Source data
· · ·
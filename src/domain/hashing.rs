//! Content hashing helpers shared across capture, analysis, and storage.

use sha2::{Digest, Sha256};

/// SHA-256 hex digest of a string.
pub fn sha256_hex(content: &str) -> String {
    let mut hasher = Sha256::new();
    hasher.update(content.as_bytes());
    hex::encode(hasher.finalize())
}

/// Stable content hash of a JSON value.
///
/// `serde_json` maps are key-sorted by default, so serialization is
/// canonical for equal values regardless of original key order.
pub fn hash_value(value: &serde_json::Value) -> String {
    sha256_hex(&value.to_string())
}
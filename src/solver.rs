//! Backtracking exact-cover solver.
//!
//! Key optimizations:
//! - `u64` bitmask for occupied cells, seeded with walls and target cells
//! - Pre-computed placement table `[piece][cell]` for instant lookup of every
//!   placement covering a given cell
//! - Bitmask AND for collision detection, `trailing_ones` to pick the next
//!   cell to fill
//! - Dead-pocket pruning: a connected empty region smaller than the smallest
//!   unplaced piece can never be covered
//!
//! Cell selection is always the lowest-index empty cell in raster order and
//! pieces are tried in catalog order, so the first solution found is fully
//! determined by the inputs.

use thiserror::Error;

use crate::board::Board;
use crate::geometry::{orientations, Orientation};
use crate::pieces::{total_area, Piece, MAX_CELLS};

/// Structural input problems, distinct from the ordinary "no solution"
/// outcome. These indicate a bad request or catalog, never search failure.
#[derive(Debug, Error, PartialEq, Eq)]
pub enum SolveError {
    #[error("target cell {0} is outside the board")]
    TargetOutOfBounds(usize),
    #[error("target cell {0} is a wall")]
    TargetOnWall(usize),
    #[error("target cell {0} given more than once")]
    DuplicateTarget(usize),
    #[error("piece area {piece_area} does not match the {cells_to_cover} cells to cover")]
    AreaMismatch {
        piece_area: usize,
        cells_to_cover: usize,
    },
}

/// A piece placed on concrete board cells.
///
/// Fixed-size array to avoid heap allocation in the search hot loop.
#[derive(Clone, Copy, Debug)]
pub struct PlacedPiece {
    /// Index into the piece catalog passed to [`solve`].
    pub piece_index: usize,
    /// Flat cell indices occupied by the piece.
    positions: [u8; MAX_CELLS],
    /// Number of valid entries in `positions`.
    count: u8,
}

impl PlacedPiece {
    /// Builds a placement from explicit cell indices.
    ///
    /// # Panics
    ///
    /// Panics when more than [`MAX_CELLS`] cells are given.
    pub fn new(piece_index: usize, cells: &[u8]) -> Self {
        assert!(cells.len() <= MAX_CELLS, "piece exceeds MAX_CELLS");
        let mut positions = [0u8; MAX_CELLS];
        positions[..cells.len()].copy_from_slice(cells);
        Self {
            piece_index,
            positions,
            count: cells.len() as u8,
        }
    }

    /// The board cells this piece covers.
    #[inline]
    pub fn cells(&self) -> &[u8] {
        &self.positions[..self.count as usize]
    }
}

/// A complete assignment: one entry per placed piece, covering every
/// playable non-target cell exactly once.
pub type Solution = Vec<PlacedPiece>;

/// Pre-computed placement: an orientation anchored at a specific position.
#[derive(Clone, Copy)]
struct Placement {
    /// Bit `i` set iff cell `i` is occupied by this placement.
    mask: u64,
    positions: [u8; MAX_CELLS],
    count: u8,
}

/// All placements of one piece that cover one specific cell.
type CellPlacements = Vec<Placement>;

/// Lookup table indexed by `[piece_index][cell_index]`.
type PlacementTable = Vec<Vec<CellPlacements>>;

/// Finds a tiling of the board that covers every playable cell except the
/// targets, or proves none exists.
///
/// `Ok(None)` is the normal outcome for an infeasible date, not an error;
/// `Err` is reserved for structurally invalid inputs. The search is
/// deterministic: identical inputs produce the identical solution.
pub fn solve(
    board: &Board,
    targets: &[usize],
    pieces: &[Piece],
    allow_flip: bool,
) -> Result<Option<Solution>, SolveError> {
    assert!(pieces.len() <= 32, "piece catalog exceeds u32 bitmask");

    let mut blocked = board.wall_mask();
    for &target in targets {
        if target >= board.cell_count() {
            return Err(SolveError::TargetOutOfBounds(target));
        }
        let bit = 1u64 << target;
        if board.wall_mask() & bit != 0 {
            return Err(SolveError::TargetOnWall(target));
        }
        if blocked & bit != 0 {
            return Err(SolveError::DuplicateTarget(target));
        }
        blocked |= bit;
    }

    let cells_to_cover = board.playable_count() - targets.len();
    let piece_area = total_area(pieces);
    if piece_area != cells_to_cover {
        return Err(SolveError::AreaMismatch {
            piece_area,
            cells_to_cover,
        });
    }

    let ctx = SearchCtx::new(board, pieces, allow_flip, blocked);
    let mut placed = Vec::with_capacity(pieces.len());
    let all_pieces = ((1u64 << pieces.len()) - 1) as u32;

    if ctx.search(blocked, all_pieces, &mut placed) {
        Ok(Some(placed))
    } else {
        Ok(None)
    }
}

/// Immutable per-solve search context: placement table plus the board
/// geometry needed for pruning.
struct SearchCtx {
    table: PlacementTable,
    piece_sizes: Vec<u32>,
    full_mask: u64,
    cols: usize,
    /// Cells not in the leftmost column (safe to shift right by one).
    not_col_first: u64,
    /// Cells not in the rightmost column (safe to shift left by one).
    not_col_last: u64,
}

impl SearchCtx {
    fn new(board: &Board, pieces: &[Piece], allow_flip: bool, blocked: u64) -> Self {
        let cols = board.cols();
        let mut not_col_first = 0u64;
        let mut not_col_last = 0u64;
        for idx in 0..board.cell_count() {
            if idx % cols != 0 {
                not_col_first |= 1 << idx;
            }
            if idx % cols != cols - 1 {
                not_col_last |= 1 << idx;
            }
        }

        Self {
            table: build_placement_table(board, pieces, allow_flip, blocked),
            piece_sizes: pieces.iter().map(|p| p.cells.len() as u32).collect(),
            full_mask: board.full_mask(),
            cols,
            not_col_first,
            not_col_last,
        }
    }

    /// Recursive backtracking step. `occupied` includes walls and targets,
    /// so a full mask means every required cell is covered.
    fn search(&self, occupied: u64, remaining: u32, placed: &mut Vec<PlacedPiece>) -> bool {
        if occupied == self.full_mask {
            return true;
        }

        if self.has_dead_pocket(occupied, remaining) {
            return false;
        }

        // lowest-index empty cell; any tiling must cover it, so it is the
        // most constrained choice in raster order
        let target_cell = occupied.trailing_ones() as usize;

        for piece_index in 0..self.table.len() {
            if remaining & (1 << piece_index) == 0 {
                continue;
            }

            for placement in &self.table[piece_index][target_cell] {
                if occupied & placement.mask != 0 {
                    continue;
                }

                placed.push(PlacedPiece {
                    piece_index,
                    positions: placement.positions,
                    count: placement.count,
                });
                let next_remaining = remaining & !(1 << piece_index);

                if self.search(occupied | placement.mask, next_remaining, placed) {
                    return true;
                }

                // backtrack: undo the tentative placement
                placed.pop();
            }
        }

        false
    }

    /// Detects a connected region of empty cells too small for any unplaced
    /// piece. Pieces are connected, so such a region can never be covered.
    fn has_dead_pocket(&self, occupied: u64, remaining: u32) -> bool {
        let min_piece = self
            .piece_sizes
            .iter()
            .enumerate()
            .filter(|&(i, _)| remaining & (1 << i) != 0)
            .map(|(_, &size)| size)
            .min()
            .unwrap_or(0);

        let mut empty = self.full_mask & !occupied;
        while empty != 0 {
            let seed = 1u64 << empty.trailing_zeros();
            let mut region = seed;
            // bit-parallel flood fill within the empty mask
            loop {
                let grown = (region
                    | ((region & self.not_col_first) >> 1)
                    | ((region & self.not_col_last) << 1)
                    | (region >> self.cols)
                    | (region << self.cols))
                    & empty;
                if grown == region {
                    break;
                }
                region = grown;
            }
            if region.count_ones() < min_piece {
                return true;
            }
            empty &= !region;
        }
        false
    }
}

/// Builds the placement table: for each piece and each cell, every legal
/// anchoring of every orientation that covers that cell.
///
/// Placements touching a wall or target cell are rejected here once, so the
/// search loop only ever tests overlap against previously placed pieces.
fn build_placement_table(
    board: &Board,
    pieces: &[Piece],
    allow_flip: bool,
    blocked: u64,
) -> PlacementTable {
    pieces
        .iter()
        .map(|piece| {
            let piece_orientations = orientations(piece.cells, allow_flip);
            (0..board.cell_count())
                .map(|cell| {
                    let mut placements = Vec::new();
                    if blocked & (1 << cell) != 0 {
                        return placements;
                    }
                    for orientation in &piece_orientations {
                        for &anchor in &orientation.offsets {
                            if let Some(placement) =
                                try_place(board, blocked, orientation, cell, anchor)
                            {
                                placements.push(placement);
                            }
                        }
                    }
                    placements
                })
                .collect()
        })
        .collect()
}

/// Anchors an orientation so `anchor` lands on `cell`; returns `None` if any
/// covered position falls outside the board or on a blocked cell.
fn try_place(
    board: &Board,
    blocked: u64,
    orientation: &Orientation,
    cell: usize,
    anchor: (i32, i32),
) -> Option<Placement> {
    let rows = board.rows() as i32;
    let cols = board.cols() as i32;
    let target = ((cell / board.cols()) as i32, (cell % board.cols()) as i32);
    let origin = (target.0 - anchor.0, target.1 - anchor.1);

    // bounding-box pre-check before touching individual cells
    if origin.0 < 0
        || origin.1 < 0
        || origin.0 + orientation.rows > rows
        || origin.1 + orientation.cols > cols
    {
        return None;
    }

    let mut mask = 0u64;
    let mut positions = [0u8; MAX_CELLS];
    for (i, &(dr, dc)) in orientation.offsets.iter().enumerate() {
        let idx = board.idx((origin.0 + dr) as usize, (origin.1 + dc) as usize);
        if blocked & (1 << idx) != 0 {
            return None;
        }
        mask |= 1 << idx;
        positions[i] = idx as u8;
    }

    Some(Placement {
        mask,
        positions,
        count: orientation.offsets.len() as u8,
    })
}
· · ·
| Activity |
Take the lines from the start of the records through the line holding "found is fully", both included, and please print them exactly, with nothing else.

| Exercise result |
filename src/domain/hashing.rs
//! Content hashing helpers shared across capture, analysis, and storage.

use sha2::{Digest, Sha256};

/// SHA-256 hex digest of a string.
pub fn sha256_hex(content: &str) -> String {
    let mut hasher = Sha256::new();
    hasher.update(content.as_bytes());
    hex::encode(hasher.finalize())
}

/// Stable content hash of a JSON value.
///
/// `serde_json` maps are key-sorted by default, so serialization is
/// canonical for equal values regardless of original key order.
pub fn hash_value(value: &serde_json::Value) -> String {
    sha256_hex(&value.to_string())
}
filename src/solver.rs
//! Backtracking exact-cover solver.
//!
//! Key optimizations:
//! - `u64` bitmask for occupied cells, seeded with walls and target cells
//! - Pre-computed placement table `[piece][cell]` for instant lookup of every
//!   placement covering a given cell
//! - Bitmask AND for collision detection, `trailing_ones` to pick the next
//!   cell to fill
//! - Dead-pocket pruning: a connected empty region smaller than the smallest
//!   unplaced piece can never be covered
//!
//! Cell selection is always the lowest-index empty cell in raster order and
//! pieces are tried in catalog order, so the first solution found is fully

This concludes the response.